Hiring in a pandemic requires a different calculus
Small business owners are getting burned out making hiring and firing decisions while cash flow is weak and uncertainty reigns.

Way back when, about a year and a half ago, Kristof Irwin was starting to expand his sustainable engineering for home design business, Positive Energy.
“We actually brought on a lot of new staff in late 2019, early 2020. And then boom!”
Everyone knows what “boom” Irwin is talking about.
He kept his 18 full-time employees but said now’s not the time to hire more. There’s too much uncertainty.
“As a business, we are treading water. And as people, we are exhausted,” the Austin, Texas-based entrepreneur said.
Like many other small business owners, Lizelle Villapando can relate. She runs a boutique in Austin called Parts & Labour. She admits she’s burned out.
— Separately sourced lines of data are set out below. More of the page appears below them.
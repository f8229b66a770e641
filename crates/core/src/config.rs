//! Incoming batch configuration.
//!
//! A [`BatchConfig`] is what a caller submits when starting a job. Every field is
//! optional: absent fields leave the stored record untouched, present ones overwrite it
//! (see [`crate::BatchRecord::apply_config`]). Defaults are resolved by the record's
//! accessors, never written back on read.

use std::collections::BTreeMap;
use std::time::Duration;

use serde::{Deserialize, Serialize};

use crate::action::Action;
use crate::error::{BatchError, BatchResult};

/// Upper bound on any configured duration (100 years).
pub const MAX_DURATION: Duration = Duration::from_secs(100 * 365 * 24 * 60 * 60);

#[derive(Debug, Clone, Default, PartialEq, Eq, Serialize, Deserialize)]
#[serde(default)]
pub struct BatchConfig {
    /// Registered handler serving the job.
    pub handler_name: Option<String>,
    /// Items fetched per chunk.
    pub chunk_size: Option<u64>,
    /// Total items expected (pacing only).
    pub expected_count: Option<u64>,
    #[serde(with = "crate::duration_ms::option")]
    pub target_duration: Option<Duration>,
    #[serde(with = "crate::duration_ms::option")]
    pub base_delay: Option<Duration>,
    #[serde(with = "crate::duration_ms::option")]
    pub deadline: Option<Duration>,
    #[serde(with = "crate::duration_ms::option")]
    pub retention: Option<Duration>,
    /// Per-action handler override.
    pub action_bindings: Option<BTreeMap<Action, String>>,
    pub notification_templates: Option<BTreeMap<Action, String>>,
    pub notification_channels: Option<BTreeMap<Action, String>>,
    /// Opaque parameters passed to `get`.
    pub query_arguments: Option<BTreeMap<String, String>>,
}

impl BatchConfig {
    pub fn new(handler_name: impl Into<String>) -> Self {
        Self {
            handler_name: Some(handler_name.into()),
            ..Default::default()
        }
    }

    pub fn with_chunk_size(mut self, chunk_size: u64) -> Self {
        self.chunk_size = Some(chunk_size);
        self
    }

    pub fn with_expected_count(mut self, expected: u64) -> Self {
        self.expected_count = Some(expected);
        self
    }

    pub fn with_target_duration(mut self, target: Duration) -> Self {
        self.target_duration = Some(target);
        self
    }

    pub fn with_base_delay(mut self, delay: Duration) -> Self {
        self.base_delay = Some(delay);
        self
    }

    pub fn with_deadline(mut self, deadline: Duration) -> Self {
        self.deadline = Some(deadline);
        self
    }

    pub fn with_retention(mut self, retention: Duration) -> Self {
        self.retention = Some(retention);
        self
    }

    pub fn with_binding(mut self, action: Action, handler_name: impl Into<String>) -> Self {
        self.action_bindings
            .get_or_insert_with(BTreeMap::new)
            .insert(action, handler_name.into());
        self
    }

    pub fn with_notification(
        mut self,
        action: Action,
        template: impl Into<String>,
        channel: Option<String>,
    ) -> Self {
        self.notification_templates
            .get_or_insert_with(BTreeMap::new)
            .insert(action, template.into());
        if let Some(channel) = channel {
            self.notification_channels
                .get_or_insert_with(BTreeMap::new)
                .insert(action, channel);
        }
        self
    }

    pub fn with_argument(mut self, name: impl Into<String>, value: impl Into<String>) -> Self {
        self.query_arguments
            .get_or_insert_with(BTreeMap::new)
            .insert(name.into(), value.into());
        self
    }

    /// Reject values no record should ever hold.
    pub fn validate(&self) -> BatchResult<()> {
        if let Some(name) = &self.handler_name {
            if name.trim().is_empty() {
                return Err(BatchError::validation("handler_name must not be empty"));
            }
        }
        if let Some(bindings) = &self.action_bindings {
            if let Some((action, _)) = bindings.iter().find(|(_, name)| name.trim().is_empty()) {
                return Err(BatchError::validation(format!(
                    "binding for {action} must name a handler"
                )));
            }
        }
        for (field, value) in [
            ("target_duration", self.target_duration),
            ("deadline", self.deadline),
            ("retention", self.retention),
        ] {
            if value == Some(Duration::ZERO) {
                return Err(BatchError::validation(format!("{field} must be positive")));
            }
        }
        for (field, value) in [
            ("target_duration", self.target_duration),
            ("base_delay", self.base_delay),
            ("deadline", self.deadline),
            ("retention", self.retention),
        ] {
            if value.is_some_and(|d| d > MAX_DURATION) {
                return Err(BatchError::validation(format!(
                    "{field} must be at most 100 years"
                )));
            }
        }
        Ok(())
    }
}

#[cfg(test)]
mod tests {
    use super::*;

    #[test]
    fn durations_travel_as_milliseconds() {
        let config = BatchConfig::new("reindex").with_target_duration(Duration::from_secs(90));
        let json = serde_json::to_value(&config).unwrap();
        assert_eq!(json["target_duration"], 90_000);

        let back: BatchConfig = serde_json::from_value(json).unwrap();
        assert_eq!(back, config);
    }

    #[test]
    fn missing_fields_deserialize_as_absent() {
        let config: BatchConfig = serde_json::from_str(r#"{"chunk_size": 50}"#).unwrap();
        assert_eq!(config.chunk_size, Some(50));
        assert!(config.handler_name.is_none());
        assert!(config.query_arguments.is_none());
    }

    #[test]
    fn validate_rejects_blank_names_and_zero_durations() {
        assert!(BatchConfig::new(" ").validate().is_err());
        assert!(BatchConfig::new("h")
            .with_binding(Action::Finish, "")
            .validate()
            .is_err());
        assert!(BatchConfig::new("h")
            .with_deadline(Duration::ZERO)
            .validate()
            .is_err());
        assert!(BatchConfig::new("h").with_chunk_size(0).validate().is_ok());
    }

    #[test]
    fn validate_bounds_durations_from_above() {
        let huge = Duration::from_millis(u64::MAX);
        assert!(BatchConfig::new("h").with_deadline(huge).validate().is_err());
        assert!(BatchConfig::new("h").with_retention(huge).validate().is_err());
        assert!(BatchConfig::new("h").with_base_delay(huge).validate().is_err());
        let err = BatchConfig::new("h")
            .with_target_duration(MAX_DURATION + Duration::from_secs(1))
            .validate()
            .unwrap_err();
        assert!(err.to_string().contains("target_duration"));

        assert!(BatchConfig::new("h")
            .with_deadline(MAX_DURATION)
            .with_base_delay(Duration::ZERO)
            .validate()
            .is_ok());
    }
}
“If I could turn three of my part-timers into full-timers, then I would feel comfortable taking two days a week off,” she said. “But the cost of having five full-timers, and the cash flow that I’m seeing now, is scary.”
Cash flow is why Shelley Meyer is running her several Austin gift shops with only about half the people she had on staff before the pandemic.
“There’s less work,” she said. “There’s less work and less customers, so when we have more customers, we’ll have more shifts, we’ll need more merch, we’ll have to bring in more people to process that merch. So we just have to wait until it happens.”
Meyer normally employs three people to run a warehouse full of inventory. But there’s not a lot of product coming through the stores, so right now, there’s no need for those workers.